I do find this passage from a piece by Quinta Jurecic at The Atlantic thought-provoking:
What level of certainty about the nominee’s guilt should drive a senator to vote against that nominee? The standard to convict a defendant in criminal court is often understood as requiring anywhere from 95 to 100 percent certainty of the defendant’s guilt. In civil court, the “preponderance of the evidence” standard requires 51 percent certainty. As the economist Justin Wolfers asked on Twitter, “Would you appoint someone to the Supreme Court if you think there were a 25 percent chance they’ve done bad things? A 10 percent chance? A 5 percent chance? A 1 percent chance?”
And what about the nature of those bad things? What about whether an adult man, against whom no further charges of sexual harassment or assault are known to have been raised, should be denied a seat on the highest court in the land because he did something objectionable—even horrifying—as a boy on the cusp of adulthood?

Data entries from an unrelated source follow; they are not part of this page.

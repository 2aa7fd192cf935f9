use crate::types::report::Coordinates;

/// Fallback when no known region name appears in the location text:
/// uttar pradesh is the largest agricultural state by sown area.
pub const DEFAULT_REGION: &str = "uttar pradesh";

/// Geographic centre of India, used when a region has no table entry.
pub const DEFAULT_COORDINATES: Coordinates = Coordinates {
    lat: 20.5937,
    lon: 78.9629,
};

/// Free-text name → canonical region key. Telangana shares its cropping
/// profile with Andhra Pradesh in the crop reference data.
const REGION_ALIASES: &[(&str, &str)] = &[
    ("punjab", "punjab"),
    ("haryana", "haryana"),
    ("uttar pradesh", "uttar pradesh"),
    ("delhi", "delhi"),
    ("rajasthan", "rajasthan"),
    ("madhya pradesh", "madhya pradesh"),
    ("gujarat", "gujarat"),
    ("maharashtra", "maharashtra"),
    ("karnataka", "karnataka"),
    ("tamil nadu", "tamil nadu"),
    ("andhra pradesh", "andhra pradesh"),
    ("telangana", "andhra pradesh"),
    ("west bengal", "west bengal"),
    ("bihar", "bihar"),
    ("assam", "assam"),
    ("odisha", "odisha"),
    ("jharkhand", "jharkhand"),
    ("chhattisgarh", "chhattisgarh"),
];

/// Representative coordinates per canonical region (state capital or the
/// dominant agricultural market town).
const REGION_COORDINATES: &[(&str, Coordinates)] = &[
    ("punjab", Coordinates { lat: 30.7333, lon: 76.7794 }),
    ("haryana", Coordinates { lat: 29.0588, lon: 76.0856 }),
    ("uttar pradesh", Coordinates { lat: 26.8467, lon: 80.9462 }),
    ("delhi", Coordinates { lat: 28.7041, lon: 77.1025 }),
    ("rajasthan", Coordinates { lat: 26.9124, lon: 75.7873 }),
    ("madhya pradesh", Coordinates { lat: 23.2599, lon: 77.4126 }),
    ("gujarat", Coordinates { lat: 23.0225, lon: 72.5714 }),
    ("maharashtra", Coordinates { lat: 19.0760, lon: 72.8777 }),
    ("karnataka", Coordinates { lat: 12.9716, lon: 77.5946 }),
    ("tamil nadu", Coordinates { lat: 13.0827, lon: 80.2707 }),
    ("andhra pradesh", Coordinates { lat: 17.3850, lon: 78.4867 }),
    ("west bengal", Coordinates { lat: 22.5726, lon: 88.3639 }),
    ("bihar", Coordinates { lat: 25.5941, lon: 85.1376 }),
    ("assam", Coordinates { lat: 26.1445, lon: 91.7362 }),
    ("odisha", Coordinates { lat: 20.2961, lon: 85.8245 }),
    ("jharkhand", Coordinates { lat: 23.3441, lon: 85.3096 }),
    ("chhattisgarh", Coordinates { lat: 21.2514, lon: 81.6296 }),
];

/// Resolves a free-text location to a canonical region key by substring
/// match, falling back to [`DEFAULT_REGION`]. Never fails.
pub fn detect_region(location: &str) -> &'static str {
    let location = location.to_lowercase();
    REGION_ALIASES
        .iter()
        .find(|(alias, _)| location.contains(alias))
        .map(|(_, region)| *region)
        .unwrap_or(DEFAULT_REGION)
}

pub fn region_coordinates(region: &str) -> Coordinates {
    REGION_COORDINATES
        .iter()
        .find(|(key, _)| *key == region)
        .map(|(_, coords)| *coords)
        .unwrap_or(DEFAULT_COORDINATES)
}

#[cfg(test)]
mod tests {
    use super::*;

    #[test]
    fn detects_region_as_substring_of_location() {
        assert_eq!(detect_region("Ludhiana, Punjab"), "punjab");
        assert_eq!(detect_region("village near TAMIL NADU coast"), "tamil nadu");
    }

    #[test]
    fn telangana_maps_to_andhra_pradesh() {
        assert_eq!(detect_region("Warangal, Telangana"), "andhra pradesh");
    }

    #[test]
    fn unknown_location_falls_back_to_default_region() {
        assert_eq!(detect_region("Mandalay"), DEFAULT_REGION);
        assert_eq!(detect_region(""), DEFAULT_REGION);
    }

    #[test]
    fn every_aliased_region_has_coordinates() {
        for (_, region) in REGION_ALIASES {
            let coords = region_coordinates(region);
            assert!(
                (coords.lat, coords.lon) != (DEFAULT_COORDINATES.lat, DEFAULT_COORDINATES.lon),
                "{region} should have a table entry"
            );
        }
    }

    #[test]
    fn unknown_region_gets_default_coordinates() {
        let coords = region_coordinates("atlantis");
        assert_eq!(coords.lat, DEFAULT_COORDINATES.lat);
        assert_eq!(coords.lon, DEFAULT_COORDINATES.lon);
    }
}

The only advice I'd give a Senator who was dumb enough to ask me for advice would go something like this:
Assuming that he's qualified credentials-wise by whatever criteria you deem relevant (the only actual qualifications for serving on the Supreme Court are that the president nominates you and the Senate confirms you -- if the president chose the White House janitor or his kindergarten-age kid's favorite playmate and the Senate concurred, it would be so), does your gut say that he's honest and trustworthy or that he's a lying, scheming weasel? Vote accordingly.

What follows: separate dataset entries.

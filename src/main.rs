mod cli;
mod config;
mod dataset;
mod engine;
mod enrich;
mod error;
mod registry;
mod report;
mod types;

use crate::enrich::weather::{ObservationFileProvider, WeatherCache, WeatherProvider};
use crate::error::CropwiseError;
use crate::registry::AdvisoryRegistry;
use crate::types::report::FertilizerReport;
use crate::types::signals::FieldConditions;
use chrono::Utc;
use clap::Parser;
use rand::rngs::StdRng;
use rand::SeedableRng;
use std::path::{Path, PathBuf};

pub mod exit_code {
    pub const SUCCESS: i32 = 0;
    pub const WARNINGS: i32 = 1;
    pub const RUNTIME_FAILURE: i32 = 3;
}

fn init_tracing(verbose: u8, quiet: bool) {
    let level = if quiet {
        "error"
    } else {
        match verbose {
            0 => "warn",
            1 => "info",
            _ => "debug",
        }
    };
    let filter = tracing_subscriber::EnvFilter::try_from_default_env()
        .unwrap_or_else(|_| tracing_subscriber::EnvFilter::new(level));
    // Logs go to stderr so stdout stays machine-readable.
    tracing_subscriber::fmt()
        .with_env_filter(filter)
        .with_writer(std::io::stderr)
        .init();
}

fn output_format(format: cli::ReportFormat) -> report::OutputFormat {
    match format {
        cli::ReportFormat::Json => report::OutputFormat::Json,
        cli::ReportFormat::Md => report::OutputFormat::Md,
    }
}

fn run() -> Result<i32, CropwiseError> {
    let cli = cli::Cli::parse();
    init_tracing(cli.verbose, cli.quiet);

    let cfg = config::load_config(Path::new("."))?.unwrap_or_default();

    match cli.command {
        cli::Commands::Suggest(cmd) => {
            let data_dir = cmd.data_dir.clone().unwrap_or_else(|| cfg.data_dir());
            let (fertilizer_table, synthesized) = dataset::load_fertilizer_table(&data_dir)?;
            tracing::debug!(crops = fertilizer_table.len(), "fertilizer table loaded");
            let registry = AdvisoryRegistry::builtin();

            let conditions = FieldConditions {
                soil_type: cmd.soil.clone(),
                water_availability: cmd.water.clone(),
                location: cmd.location.clone(),
                past_crops: cmd.past_crops.clone(),
                ph_level: cmd.ph.unwrap_or_else(|| cfg.default_ph()),
            };

            let observations_file = cmd
                .weather_file
                .clone()
                .or_else(|| cfg.observations_file());
            let provider = match observations_file {
                Some(path) if cfg.weather_enabled() => {
                    Some(ObservationFileProvider::new(path))
                }
                _ => None,
            };
            let mut cache = WeatherCache::new(cfg.cache_ttl_secs());
            let sources = enrich::EnrichmentSources {
                placeholder_land_use: cfg.placeholder_land_use(),
                land_use_file: cmd.land_use_file.as_deref(),
                weather_provider: provider
                    .as_ref()
                    .map(|provider| provider as &dyn WeatherProvider),
                soil_sample_file: cmd.soil_sample_file.as_deref(),
            };
            let enrichment = enrich::gather(
                &registry,
                &conditions.location,
                &sources,
                &mut cache,
                Utc::now(),
            );

            let mut rng = match cmd.seed {
                Some(seed) => StdRng::seed_from_u64(seed),
                None => StdRng::from_entropy(),
            };
            let top_k = cmd.top.unwrap_or_else(|| cfg.top_k());
            let advisory = engine::recommend(
                &registry,
                &fertilizer_table,
                &conditions,
                &enrichment,
                top_k,
                &mut rng,
            );

            let rendered = report::render_advisory(&advisory, output_format(cmd.format))?;
            println!("{rendered}");

            if synthesized {
                eprintln!("warning: reference datasets were regenerated from sample data");
                Ok(exit_code::WARNINGS)
            } else {
                Ok(exit_code::SUCCESS)
            }
        }
        cli::Commands::Fertilizer(cmd) => {
            let data_dir = cmd.data_dir.clone().unwrap_or_else(|| cfg.data_dir());
            let (fertilizer_table, synthesized) = dataset::load_fertilizer_table(&data_dir)?;

            let ph_level = cmd.ph.unwrap_or_else(|| cfg.default_ph());
            let plan =
                engine::fertilizer::recommend(&fertilizer_table, &cmd.crop, &cmd.soil, ph_level);
            let advice = engine::fertilizer::advice(&plan);
            let fertilizer_report = FertilizerReport {
                crop_name: cmd.crop.clone(),
                soil_type: cmd.soil.clone(),
                ph_level,
                source: plan.source,
                fertilizer_advice: advice,
                recommendations: plan,
            };

            let rendered =
                report::render_fertilizer(&fertilizer_report, output_format(cmd.format))?;
            println!("{rendered}");

            if synthesized {
                eprintln!("warning: reference datasets were regenerated from sample data");
                Ok(exit_code::WARNINGS)
            } else {
                Ok(exit_code::SUCCESS)
            }
        }
        cli::Commands::Reprocess(cmd) => {
            let data_dir: PathBuf = cmd.data_dir.clone().unwrap_or_else(|| cfg.data_dir());
            let summary = dataset::reprocess(&data_dir)?;

            println!("processed {} common crops:", summary.common_crops.len());
            for crop in &summary.common_crops {
                println!("- {crop}");
            }
            println!(
                "rows kept: {} crop / {} fertilizer",
                summary.crop_rows, summary.fertilizer_rows
            );

            if summary.synthesized {
                eprintln!("warning: raw datasets missing, sample data was generated");
                Ok(exit_code::WARNINGS)
            } else {
                Ok(exit_code::SUCCESS)
            }
        }
    }
}

fn main() {
    match run() {
        Ok(code) => {
            if code != 0 {
                std::process::exit(code);
            }
        }
        Err(e) => {
            eprintln!("error: {}", e);
            std::process::exit(exit_code::RUNTIME_FAILURE);
        }
    }
}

I haven't seen more than a few minutes of Kavanaugh's Senate hearing testimony. He pings my Lying, Scheming Weasel Meter pretty hard. Or at least my Smug, Entitled, I'm in the Club so Let's Get These Formalities Over With and Quit Pretending You're Actually Thinking About This, Shall We? Meter.

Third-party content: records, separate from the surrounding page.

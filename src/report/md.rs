use crate::types::report::{AdvisoryReport, FertilizerReport};

pub fn advisory_to_markdown(report: &AdvisoryReport) -> String {
    let mut output = String::new();
    output.push_str("# Crop Recommendations\n\n");
    output.push_str(&format!(
        "Location: {} (region: {}, {:.4}, {:.4})\n\n",
        report.location_analyzed,
        report.region_detected,
        report.coordinates.lat,
        report.coordinates.lon
    ));

    output.push_str("## Suggested Crops\n\n");
    if report.recommendations.is_empty() {
        output.push_str("- none\n\n");
    } else {
        for suggestion in &report.recommendations {
            output.push_str(&format!(
                "- {} {} (score {}): yield {}, profit {}, sustainability {}\n",
                suggestion.emoji,
                suggestion.name,
                suggestion.score,
                suggestion.expected_yield,
                suggestion.profit,
                suggestion.sustainability
            ));
            output.push_str(&format!(
                "  fertilizer: N {} / P {} / K {} kg per acre\n",
                suggestion.fertilizer.nitrogen,
                suggestion.fertilizer.phosphorus,
                suggestion.fertilizer.potassium
            ));
        }
        output.push('\n');
    }

    output.push_str("## Land Use\n\n");
    output.push_str(&format!(
        "- agriculture: {:.0}%\n- forest: {:.0}%\n- water: {:.0}%\n- barren: {:.0}%\n- source: {}\n\n",
        report.land_use_data.agriculture,
        report.land_use_data.forest,
        report.land_use_data.water,
        report.land_use_data.barren,
        report.land_use_data.provenance.as_str()
    ));

    output.push_str("## Weather\n\n");
    match &report.weather_data.current {
        Some(current) => {
            output.push_str(&format!(
                "- {:.1}°C, {:.0}% humidity, {:.1} mm rain, wind {:.1} m/s\n",
                current.temperature, current.humidity, current.rain, current.wind_speed
            ));
            if let Some(analysis) = &report.weather_data.analysis {
                output.push_str(&format!(
                    "- conditions: {}\n",
                    analysis.farming_conditions
                ));
                for alert in &analysis.alerts {
                    output.push_str(&format!("- alert: {alert}\n"));
                }
            }
        }
        None => output.push_str("- no live reading\n"),
    }

    output
}

pub fn fertilizer_to_markdown(report: &FertilizerReport) -> String {
    let mut output = String::new();
    output.push_str("# Fertilizer Advice\n\n");
    output.push_str(&format!(
        "Crop: {} (soil {}, pH {:.1})\n\n",
        report.crop_name, report.soil_type, report.ph_level
    ));
    output.push_str(&format!(
        "- nitrogen: {} kg/acre via {}\n",
        report.recommendations.nitrogen, report.fertilizer_advice.nitrogen.form
    ));
    output.push_str(&format!(
        "- phosphorus: {} kg/acre via {}\n",
        report.recommendations.phosphorus, report.fertilizer_advice.phosphorus.form
    ));
    output.push_str(&format!(
        "- potassium: {} kg/acre via {}\n",
        report.recommendations.potassium, report.fertilizer_advice.potassium.form
    ));
    output.push_str(&format!("- source: {:?}\n", report.source));
    output
}

#[cfg(test)]
mod tests {
    use super::*;
    use crate::types::report::{
        AdvisoryReport, Coordinates, CropSuggestion, DataSources, FertilizerPlan,
        FertilizerSource, WeatherBlock,
    };
    use crate::types::signals::{LandUseSignal, Provenance};

    #[test]
    fn markdown_report_contains_sections() {
        let report = AdvisoryReport {
            recommendations: vec![CropSuggestion {
                name: "Rice".to_string(),
                expected_yield: "28.4 q/acre".to_string(),
                profit: "₹45,000".to_string(),
                sustainability: "Medium".to_string(),
                score: 97,
                emoji: "🍚".to_string(),
                fertilizer: FertilizerPlan {
                    nitrogen: 80,
                    phosphorus: 35,
                    potassium: 45,
                    source: FertilizerSource::MlDataset,
                    adjustments: None,
                },
            }],
            location_analyzed: "Ludhiana, Punjab".to_string(),
            region_detected: "punjab".to_string(),
            coordinates: Coordinates {
                lat: 30.7333,
                lon: 76.7794,
            },
            land_use_data: LandUseSignal {
                agriculture: 50.0,
                forest: 20.0,
                water: 10.0,
                barren: 20.0,
                provenance: Provenance::Optimized,
            },
            weather_data: WeatherBlock {
                current: None,
                analysis: None,
                source: "optimized",
            },
            data_sources: DataSources {
                geocoding: "optimized",
                land_use: "optimized",
                soil_data: "estimated",
                weather: "optimized",
            },
        };

        let rendered = advisory_to_markdown(&report);
        assert!(rendered.contains("# Crop Recommendations"));
        assert!(rendered.contains("## Suggested Crops"));
        assert!(rendered.contains("Rice (score 97)"));
        assert!(rendered.contains("no live reading"));
    }
}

I'm less bothered by what Kavanaugh may or may not have done 30 years ago than by who he is. Former fellow in the office of the Solicitor General of the United States. Former Associate Counsel in the Office of Independent Counsel. Former Associate White House Counsel. Former Assistant to the President. Former White House Staff Secretary.
In. The. Club.
I'd like to see a constitutional amendment that rips out the open door and puts up a wall, or at least a time-locked door, between the legislative and executive branches of government on one side and the Supreme Court on the other. Something like:
No person shall be appointed to serve on the Supreme Court of the United States who has previously [alternative weaker version: within a period of 20 years prior to his or her appointment] served as an elected official of, or an employee in the executive or legislative branches of, the government of the United States.
If I could pick my ideal Supreme Court justice, he or she would have spent a couple of decades working as a criminal defense attorney (possibly a public defender, non-federal) and have never, ever, ever fed at the federal trough.